ヒメシャクナゲの育て方
1 はじめに
ヒメシャクナゲ(Andromeda polifolia)は丈の低いツツジ科(Ericaceae)の多年生の木本植物で、本州中部以北の高層湿原などの湿地に自生しています。
自生地では5月下旬から7月にかけて、ピンク色をした壺型の花を下向きに数輪咲かせます。
まれに白色花、濃紅色花があります。
最近ではホームセンターなどで選抜品種の挿木苗が安価に売られるようになってきました。

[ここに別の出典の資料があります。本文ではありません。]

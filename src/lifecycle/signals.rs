//! OS signal handling.

/// Resolve when the process receives Ctrl-C or, on Unix, SIGTERM.
pub async fn wait_for_shutdown_signal() {
    let ctrl_c = async {
        if let Err(e) = tokio::signal::ctrl_c().await {
            tracing::error!(error = %e, "Failed to listen for Ctrl-C");
            std::future::pending::<()>().await;
        }
    };

    #[cfg(unix)]
    let terminate = async {
        match tokio::signal::unix::signal(tokio::signal::unix::SignalKind::terminate()) {
            Ok(mut signal) => {
                signal.recv().await;
            }
            Err(e) => {
                tracing::error!(error = %e, "Failed to listen for SIGTERM");
                std::future::pending::<()>().await;
            }
        }
    };

    #[cfg(not(unix))]
    let terminate = std::future::pending::<()>();

    tokio::select! {
        _ = ctrl_c => tracing::info!("Received Ctrl-C, shutting down"),
        _ = terminate => tracing::info!("Received SIGTERM, shutting down"),
    }
}
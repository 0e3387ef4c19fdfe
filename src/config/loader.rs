//! Configuration loading from disk.

use std::fs;
use std::path::Path;

use crate::config::schema::FailoverConfig;
use crate::config::validation::{validate_config, ValidationError};

/// Error type for configuration loading.
#[derive(Debug)]
pub enum ConfigError {
    Io(std::io::Error),
    Parse(toml::de::Error),
    Validation(Vec<ValidationError>),
}

impl std::fmt::Display for ConfigError {
    fn fmt(&self, f: &mut std::fmt::Formatter<'_>) -> std::fmt::Result {
        match self {
            ConfigError::Io(e) => write!(f, "IO error: {}", e),
            ConfigError::Parse(e) => write!(f, "Parse error: {}", e),
            ConfigError::Validation(errors) => {
                write!(f, "Validation failed: ")?;
                for (i, err) in errors.iter().enumerate() {
                    if i > 0 {
                        write!(f, ", ")?;
                    }
                    write!(f, "{}", err)?;
                }
                Ok(())
            }
        }
    }
}

impl std::error::Error for ConfigError {}

/// Load, apply environment overrides and validate configuration from a TOML file.
pub fn load_config(path: &Path) -> Result<FailoverConfig, ConfigError> {
    let content = fs::read_to_string(path).map_err(ConfigError::Io)?;
    let mut config: FailoverConfig = toml::from_str(&content).map_err(ConfigError::Parse)?;

    apply_env_overrides(&mut config, |key| std::env::var(key).ok());

    validate_config(&config).map_err(ConfigError::Validation)?;

    Ok(config)
}

/// Overlay credentials and deployment knobs taken from the environment.
///
/// Runs once at load time; components never consult the environment afterwards.
pub fn apply_env_overrides<F>(config: &mut FailoverConfig, lookup: F)
where
    F: Fn(&str) -> Option<String>,
{
    let get = |key: &str| lookup(key).filter(|v| !v.trim().is_empty());

    if let Some(v) = get("CF_API_TOKEN") {
        config.dns.api_token = v;
    }
    if let Some(v) = get("CF_ZONE_ID") {
        config.dns.zone_id = v;
    }
    if let Some(v) = get("CF_RECORD_NAME") {
        config.dns.record_name = v;
    }
    if let Some(v) = get("TELEGRAM_BOT_TOKEN") {
        config.alert.bot_token = v;
    }
    if let Some(v) = get("TELEGRAM_CHAT_ID") {
        config.alert.chat_id = v;
    }
    if let Some(v) = get("FAILURE_THRESHOLD") {
        match v.trim().parse() {
            Ok(threshold) => config.failover.failure_threshold = threshold,
            Err(_) => tracing::warn!(value = %v, "Ignoring invalid FAILURE_THRESHOLD"),
        }
    }
    if let Some(v) = get("PORT") {
        match v.trim().parse::<u16>() {
            Ok(port) => config.status.bind_address = format!("0.0.0.0:{}", port),
            Err(_) => tracing::warn!(value = %v, "Ignoring invalid PORT"),
        }
    }
}
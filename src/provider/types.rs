//! Record store types and error definitions.

use std::fmt;

use serde::{Deserialize, Serialize};
use thiserror::Error;

/// Opaque provider reference needed to delete one record.
#[derive(Debug, Clone, PartialEq, Eq, Hash, Serialize, Deserialize)]
#[serde(transparent)]
pub struct RecordHandle(pub String);

impl fmt::Display for RecordHandle {
    fn fmt(&self, f: &mut fmt::Formatter<'_>) -> fmt::Result {
        f.write_str(&self.0)
    }
}

impl From<&str> for RecordHandle {
    fn from(id: &str) -> Self {
        Self(id.to_string())
    }
}

/// One A-record as returned by the store.
#[derive(Debug, Clone, PartialEq, Eq)]
pub struct DnsRecord {
    /// Record name (shared by every member of the pool).
    pub name: String,
    /// Record content: the server address.
    pub content: String,
    pub handle: RecordHandle,
}

/// Errors that can occur while talking to the record store.
#[derive(Debug, Error)]
pub enum RecordStoreError {
    /// Connection or request failed before a response arrived.
    #[error("transport error: {0}")]
    Transport(String),

    /// Request did not complete within the deadline.
    #[error("request timed out after {0} seconds")]
    Timeout(u64),

    /// Response body could not be decoded.
    #[error("malformed response: {0}")]
    Malformed(String),

    /// Provider answered with `success: false` or an error status.
    #[error("provider rejected request: {0}")]
    Api(String),
}

/// Result type for record store operations.
pub type RecordStoreResult<T> = Result<T, RecordStoreError>;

ヒメシャクナゲは栽培が楽な上、自生地よりも栽培株がより多くの花を付けますので、山野草栽培の入門種と言えるでしょう。
2 栽培
◎ 置き場(栽培する場所)
置き場は、風通しが良く、終日よく日の当たる棚の上などがよいでしょう。
冬は乾燥した寒風の当たらない場所で管理します。
◎ 植木鉢
乾きにくいものがよく、株の大きさに応じて選んでください。
小株の養成でしたら4号(直径12cm)程度の大きさ、大株でしたら中深鉢や浅鉢に植えてもよいでしょう。
◎ 培養土
ヒメシャクナゲは水分を好みますので、一般的にはミズゴケ単用とします。
◎ 植え付け
ヒメシャクナゲは地下部から短い地下茎を出して株立ちになっていきます。
しかし、古茎からは良い芽が出にくく、放置しておきますとすぐに老化してしまいます。
そこで、できるだけ若い株を植え付けます。
入手した株は、花後に茎を2〜3p残して切断した後、鉢から抜いて根を1/3程度切りつめ、全ての培養土や古ミズゴケなどを取り除いてから、全く新しいミズゴケで固めに植え付けます。
切り取った茎はミズゴケで巻いて挿木増殖に用います。
植え替え・挿木後は忘れずにたっぷりと灌水してから棚に出してください。
◎ 水やり
ヒメシャクナゲは水が大好きで、水のやりすぎで枯らすことは少ないのですが、過度の腰水などにより根腐をおこすこともありますので注意が必要です。
冬の休眠期でも、水切れさせないように注意しましょう。
◎ 殖やし方
ヒメシャクナゲは主に挿木で増殖します。
花後の切りつめ・植え替えと同時にミズゴケに挿せば簡単に増やせます。
3 入手方法
ヒメシャクナゲの入手は比較的容易です。
山野草の専門店ばかりでなく、デパートやホームセンターなどでよく売られています。
4 鑑賞方法
ヒメシャクナゲは同一の個体を群植させてその清楚で気品のある花色を鑑賞の対象とします。